You can make pizza dough from scratch, but pre-baked pizza crusts are an easy and fast shortcut.
1 pound boned, skinned chicken breasts
1/3 cup prepared barbecue sauce
salt and pepper to taste
4 slices bacon, cut into 1-inch pieces
2 baked pizza crusts (7 to 8 in., 5 oz. each)
1/4 cup cream cheese (2 oz.)
1/4 cup canned diced green chiles
1/2 cup shredded jack cheese
1/4 to 1/2 teaspoons hot chile flakes (optional)
Rinse chicken and pat dry. Place in an 8-inch baking pan and coat with about 2 tablespoons barbecue sauce. Sprinkle with salt and pepper. Bake in a 350 oven until no longer pink at the center of the thickest part (cut to test), about 20 minutes. Let stand until cook enough to handle, the tear into bite-size chunks. In a small bowl, mix with remaining barbecue sauce.

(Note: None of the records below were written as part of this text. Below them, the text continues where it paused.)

//! Periodic eviction of terminal status entries.

use std::time::Duration;

use tokio::sync::watch;
use tokio::time::MissedTickBehavior;
use tracing::{debug, info};

use crate::service::DispatchService;

const MAX_INTERVAL: Duration = Duration::from_secs(60);
const MIN_INTERVAL: Duration = Duration::from_millis(10);

/// Drops `done`/`failed` entries older than `ttl`. Active entries are never touched.
#[derive(Debug, Clone, Copy, PartialEq, Eq)]
pub struct StatusGc {
    interval: Duration,
    ttl: Duration,
}

impl StatusGc {
    /// Sweep every `min(ttl, 60s)`.
    pub fn new(ttl: Duration) -> Self {
        Self {
            interval: ttl.clamp(MIN_INTERVAL, MAX_INTERVAL),
            ttl,
        }
    }

    pub fn with_interval(mut self, interval: Duration) -> Self {
        self.interval = interval.max(MIN_INTERVAL);
        self
    }

    pub fn interval(&self) -> Duration {
        self.interval
    }

    pub fn ttl(&self) -> Duration {
        self.ttl
    }

    /// One sweep. Returns the number of evicted entries.
    pub async fn sweep(&self, service: &DispatchService) -> usize {
        let evicted = service.evict_finished(self.ttl).await;
        if evicted > 0 {
            info!(evicted, ttl_ms = self.ttl.as_millis() as u64, "evicted finished task statuses");
        }
        evicted
    }

    /// Sweep until `shutdown` flips to `true` or its sender is dropped.
    pub async fn run(self, service: DispatchService, mut shutdown: watch::Receiver<bool>) {
        let mut ticker = tokio::time::interval(self.interval);
        ticker.set_missed_tick_behavior(MissedTickBehavior::Delay);
        // the first tick completes immediately
        ticker.tick().await;

        debug!(interval_ms = self.interval.as_millis() as u64, "status gc started");
        loop {
            tokio::select! {
                _ = ticker.tick() => {
                    self.sweep(&service).await;
                }
                changed = shutdown.changed() => {
                    if changed.is_err() || *shutdown.borrow() {
                        break;
                    }
                }
            }
        }
        debug!("status gc stopped");
    }
}
use std::io;
use std::sync::Arc;

use thiserror::Error;

use crate::task::TaskId;

/// Why a task was not admitted to the queue.
///
/// A rejected task never reaches a worker and never gets a status entry.
#[derive(Debug, Clone, PartialEq, Eq, Error)]
pub enum AdmissionError {
    #[error("task {0} rejected: worker pool is not running")]
    NotRunning(TaskId),

    #[error("task {0} rejected: worker pool is shutting down")]
    ShuttingDown(TaskId),

    #[error("task {0} rejected: queue is full")]
    QueueFull(TaskId),
}

impl AdmissionError {
    pub fn task_id(&self) -> &TaskId {
        match self {
            AdmissionError::NotRunning(id)
            | AdmissionError::ShuttingDown(id)
            | AdmissionError::QueueFull(id) => id,
        }
    }
}

/// A single attempt of a task failed.
#[derive(Debug, Clone, PartialEq, Eq, Error)]
#[error("{0}")]
pub struct ExecutionError(String);

impl ExecutionError {
    pub fn new(message: impl Into<String>) -> Self {
        Self(message.into())
    }

    pub fn message(&self) -> &str {
        &self.0
    }
}

#[derive(Debug, Clone, PartialEq, Eq, Error)]
pub enum PoolConfigError {
    #[error("the number of workers must be greater than 0")]
    NoWorkers,

    #[error("the queue size must be greater than 0")]
    EmptyQueue,
}

/// Why the inbound transport stopped or failed to stop cleanly.
#[derive(Debug, Clone, Error)]
pub enum TransportError {
    #[error("server error: {0}")]
    Serve(#[source] Arc<io::Error>),

    #[error("server exited without being asked to stop")]
    Exited,

    #[error("server task ended without reporting")]
    TaskLost,
}

impl From<io::Error> for TransportError {
    fn from(err: io::Error) -> Self {
        TransportError::Serve(Arc::new(err))
    }
}
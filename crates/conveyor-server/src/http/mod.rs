//! HTTP transport: request validation and translation into `DispatchService::submit`.

pub mod dto;
pub mod errors;
pub mod handlers;
pub mod router;

pub use router::{AppState, build_router};
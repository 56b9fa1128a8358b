use std::sync::Arc;

use tokio::sync::{Mutex, mpsc};
use tracing::{debug, error, info, warn};

use crate::backoff::Backoff;
use crate::error::ExecutionError;
use crate::executor::TaskExecutor;
use crate::pool::Shared;
use crate::status::{StatusStore, TaskStatus};
use crate::task::Task;

/// Held by each worker loop; reports the exit to the pool when dropped.
///
/// Dropping also covers a loop future that is dropped without ever being polled.
pub(crate) struct WorkerGuard {
    shared: Arc<Shared>,
}

impl WorkerGuard {
    pub(crate) fn new(shared: Arc<Shared>) -> Self {
        Self { shared }
    }
}

impl Drop for WorkerGuard {
    fn drop(&mut self) {
        self.shared.worker_exited();
    }
}

/// Pull tasks until the queue is closed and empty.
pub(crate) async fn worker_loop(
    worker_id: usize,
    queue: Arc<Mutex<mpsc::Receiver<Task>>>,
    executor: Arc<dyn TaskExecutor>,
    guard: WorkerGuard,
) {
    debug!(worker_id, "worker started");
    let mut handled = 0usize;

    loop {
        // lock は recv の間だけ。処理中は他の worker が次を取れる
        let next = {
            let mut queue = queue.lock().await;
            queue.recv().await
        };

        let Some(task) = next else {
            // 全 sender が drop され、キューも空
            break;
        };

        process_task(worker_id, task, &executor, &guard.shared.statuses).await;
        handled += 1;
    }

    debug!(worker_id, handled, "worker exiting: queue closed and drained");
    drop(guard);
}

/// Run one task to a terminal status, retrying with backoff.
pub(crate) async fn process_task(
    worker_id: usize,
    task: Task,
    executor: &Arc<dyn TaskExecutor>,
    statuses: &StatusStore,
) -> TaskStatus {
    let task = Arc::new(task);
    let mut backoff = Backoff::new(task.max_retries());

    loop {
        statuses.set(task.id(), TaskStatus::Running).await;
        debug!(
            worker_id,
            task_id = %task.id(),
            attempt = backoff.attempt() + 1,
            "processing task"
        );

        match run_attempt(executor, &task).await {
            Ok(()) => {
                statuses.set(task.id(), TaskStatus::Done).await;
                info!(worker_id, task_id = %task.id(), attempts = backoff.attempt() + 1, "task done");
                return TaskStatus::Done;
            }
            Err(err) => match backoff.next() {
                Some(delay) => {
                    warn!(
                        worker_id,
                        task_id = %task.id(),
                        attempt = backoff.attempt(),
                        delay_ms = delay.as_millis() as u64,
                        error = %err,
                        "attempt failed, retrying after backoff"
                    );
                    tokio::time::sleep(delay).await;
                }
                None => {
                    statuses.set(task.id(), TaskStatus::Failed).await;
                    error!(
                        worker_id,
                        task_id = %task.id(),
                        max_retries = task.max_retries(),
                        error = %err,
                        "task failed after exhausting retries"
                    );
                    return TaskStatus::Failed;
                }
            },
        }
    }
}

/// One executor call on its own tokio task, so a panic only fails this attempt.
async fn run_attempt(executor: &Arc<dyn TaskExecutor>, task: &Arc<Task>) -> Result<(), ExecutionError> {
    let executor = Arc::clone(executor);
    let task = Arc::clone(task);

    match tokio::spawn(async move { executor.execute(&task).await }).await {
        Ok(result) => result,
        Err(join_err) => Err(ExecutionError::new(format!("executor aborted: {join_err}"))),
    }
}
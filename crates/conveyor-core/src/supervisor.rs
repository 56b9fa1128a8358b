//! Ordered process shutdown: stop the transport, stop intake, wait for the
//! drain under a deadline.

use std::fmt;
use std::sync::Arc;
use std::sync::atomic::{AtomicBool, Ordering};
use std::time::Duration;

use async_trait::async_trait;
use tokio::sync::watch;
use tokio::time::Instant;
use tracing::{error, info, warn};

use crate::error::TransportError;

/// Inbound transport that can stop accepting new work.
#[async_trait]
pub trait Transport: Send + Sync {
    /// Stop accepting connections and finish the ones in progress.
    async fn stop(&self) -> Result<(), TransportError>;
}

/// What the supervisor needs from the dispatch side.
#[async_trait]
pub trait Drain: Send + Sync {
    async fn shutdown(&self);
    async fn wait_for_completion(&self);
}

#[derive(Debug, Clone, PartialEq, Eq)]
pub struct ShutdownConfig {
    /// Bound for stopping the transport.
    pub transport_timeout: Duration,

    /// Bound for the whole sequence, transport phase included.
    pub deadline: Duration,
}

impl Default for ShutdownConfig {
    fn default() -> Self {
        Self {
            transport_timeout: Duration::from_secs(5),
            deadline: Duration::from_secs(30),
        }
    }
}

/// Why shutdown started.
#[derive(Debug, Clone)]
pub enum ShutdownTrigger {
    Signal(String),
    TransportFailed(TransportError),
}

impl fmt::Display for ShutdownTrigger {
    fn fmt(&self, f: &mut fmt::Formatter<'_>) -> fmt::Result {
        match self {
            ShutdownTrigger::Signal(name) => write!(f, "signal {name}"),
            ShutdownTrigger::TransportFailed(err) => write!(f, "transport failure: {err}"),
        }
    }
}

#[derive(Debug, Clone)]
pub enum TransportOutcome {
    Stopped,
    Failed(TransportError),
    TimedOut,
}

#[derive(Debug, Clone, Copy, PartialEq, Eq)]
pub enum DrainOutcome {
    /// Every admitted task reached a terminal status.
    Completed,

    /// The deadline fired first. Workers are still running in the background.
    TimedOut,

    /// The wait itself panicked or was cancelled; completion is unknown.
    Aborted,
}

#[derive(Debug, Clone)]
pub struct ShutdownReport {
    pub trigger: ShutdownTrigger,
    pub transport: TransportOutcome,
    pub drain: DrainOutcome,
    pub elapsed: Duration,
}

/// Runs the shutdown sequence at most once per process.
///
/// 1. `Transport::stop`, bounded by `transport_timeout`. Errors are logged only.
/// 2. `Drain::shutdown`, so no new tasks are admitted.
/// 3. `Drain::wait_for_completion` on a background task, raced against the
///    deadline. Losing the race is reported, not fatal; nothing is killed.
pub struct Supervisor {
    config: ShutdownConfig,
    triggered: AtomicBool,
    finished: watch::Sender<bool>,
}

impl Supervisor {
    pub fn new(config: ShutdownConfig) -> Self {
        let (finished, _) = watch::channel(false);
        Self {
            config,
            triggered: AtomicBool::new(false),
            finished,
        }
    }

    pub fn config(&self) -> &ShutdownConfig {
        &self.config
    }

    /// Has a shutdown sequence been started?
    pub fn is_triggered(&self) -> bool {
        self.triggered.load(Ordering::Acquire)
    }

    /// Returns `None` when a sequence was already started by an earlier trigger.
    pub async fn graceful_shutdown(
        &self,
        trigger: ShutdownTrigger,
        transport: &dyn Transport,
        dispatch: Arc<dyn Drain>,
    ) -> Option<ShutdownReport> {
        if self.triggered.swap(true, Ordering::AcqRel) {
            info!(%trigger, "shutdown already in progress, ignoring trigger");
            return None;
        }

        let started = Instant::now();
        let deadline = started + self.config.deadline;
        info!(%trigger, deadline_ms = self.config.deadline.as_millis() as u64, "graceful shutdown started");

        info!("shutdown 1/3: stopping transport");
        let budget = self
            .config
            .transport_timeout
            .min(deadline.saturating_duration_since(Instant::now()));
        let transport = match tokio::time::timeout(budget, transport.stop()).await {
            Ok(Ok(())) => TransportOutcome::Stopped,
            Ok(Err(err)) => {
                warn!(error = %err, "transport did not stop cleanly");
                TransportOutcome::Failed(err)
            }
            Err(_) => {
                warn!(timeout_ms = budget.as_millis() as u64, "transport stop timed out");
                TransportOutcome::TimedOut
            }
        };

        info!("shutdown 2/3: no longer accepting tasks");
        dispatch.shutdown().await;

        info!("shutdown 3/3: waiting for in-flight tasks");
        let waiter = tokio::spawn(async move { dispatch.wait_for_completion().await });
        let drain = match tokio::time::timeout_at(deadline, waiter).await {
            Ok(Ok(())) => {
                info!("all tasks finished");
                DrainOutcome::Completed
            }
            Ok(Err(join_err)) => {
                error!(error = %join_err, "waiting for in-flight tasks failed");
                DrainOutcome::Aborted
            }
            Err(_) => {
                // the waiter keeps running; unfinished tasks are abandoned by this caller
                warn!("shutdown deadline reached before tasks finished");
                DrainOutcome::TimedOut
            }
        };

        let report = ShutdownReport {
            trigger,
            transport,
            drain,
            elapsed: started.elapsed(),
        };
        info!(elapsed_ms = report.elapsed.as_millis() as u64, drain = ?report.drain, "graceful shutdown finished");

        self.finished.send_replace(true);
        Some(report)
    }

    /// Resolve once a shutdown sequence has run to the end.
    pub async fn finished(&self) {
        let mut finished = self.finished.subscribe();
        let _ = finished.wait_for(|done| *done).await;
    }
}

impl Default for Supervisor {
    fn default() -> Self {
        Self::new(ShutdownConfig::default())
    }
}
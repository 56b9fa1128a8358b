//! Task record: the immutable unit of work handed to the pool.

use serde::{Deserialize, Serialize};
use std::fmt;

/// Caller-supplied task identifier.
#[derive(Debug, Clone, PartialEq, Eq, Hash, PartialOrd, Ord, Serialize, Deserialize)]
#[serde(transparent)]
pub struct TaskId(String);

impl TaskId {
    pub fn new(s: impl Into<String>) -> Self {
        Self(s.into())
    }

    pub fn as_str(&self) -> &str {
        &self.0
    }
}

impl fmt::Display for TaskId {
    fn fmt(&self, f: &mut fmt::Formatter<'_>) -> fmt::Result {
        self.0.fmt(f)
    }
}

impl From<&str> for TaskId {
    fn from(s: &str) -> Self {
        Self::new(s)
    }
}

impl From<String> for TaskId {
    fn from(s: String) -> Self {
        Self(s)
    }
}

/// One unit of work.
///
/// Fields are read-only once built; the pool owns the task from enqueue until
/// its terminal status is recorded.
#[derive(Debug, Clone, PartialEq, Eq, Serialize, Deserialize)]
pub struct Task {
    id: TaskId,
    payload: String,
    max_retries: u32,
}

impl Task {
    pub fn new(id: impl Into<TaskId>, payload: impl Into<String>, max_retries: u32) -> Self {
        Self {
            id: id.into(),
            payload: payload.into(),
            max_retries,
        }
    }

    pub fn id(&self) -> &TaskId {
        &self.id
    }

    pub fn payload(&self) -> &str {
        &self.payload
    }

    /// How many retries are allowed after the first failed attempt.
    pub fn max_retries(&self) -> u32 {
        self.max_retries
    }
}
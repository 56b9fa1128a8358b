use anyhow::Context;
use conveyor_server::config::Settings;
use tracing::info;

#[tokio::main]
async fn main() -> anyhow::Result<()> {
    conveyor_server::observability::init();

    let settings = Settings::load().context("failed to load configuration")?;
    info!(?settings, "configuration loaded");

    let report = conveyor_server::app::run(settings).await?;
    info!(
        trigger = %report.trigger,
        drain = ?report.drain,
        elapsed_ms = report.elapsed.as_millis() as u64,
        "exiting"
    );
    Ok(())
}
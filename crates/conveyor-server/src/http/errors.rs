use axum::http::StatusCode;
use axum::response::{IntoResponse, Response};
use serde_json::json;

/// `{"error": message}` with the given status.
pub fn json_error(status: StatusCode, message: impl Into<String>) -> Response {
    (status, axum::Json(json!({ "error": message.into() }))).into_response()
}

Meanwhile, in a 10 to 12 inch frying pan over high heat, stir bacon until browned and crisp, about 5 minutes. Witha slotted spoon, transfer bacon to paper towels to drain.
Place pizza crusts on a 12 by 15 inch baking sheet. Spread each with about 2 tablespoons cream cheese. Spoon chicken in sauce evenly over both crusts; top with bacon, green chiles, jack cheese and hot chili flakes.
Bake pizzas in a 400 oven until cheese is browned and bubbling, 15 to 20 minutes. Transfer to a broad and cut into wedges.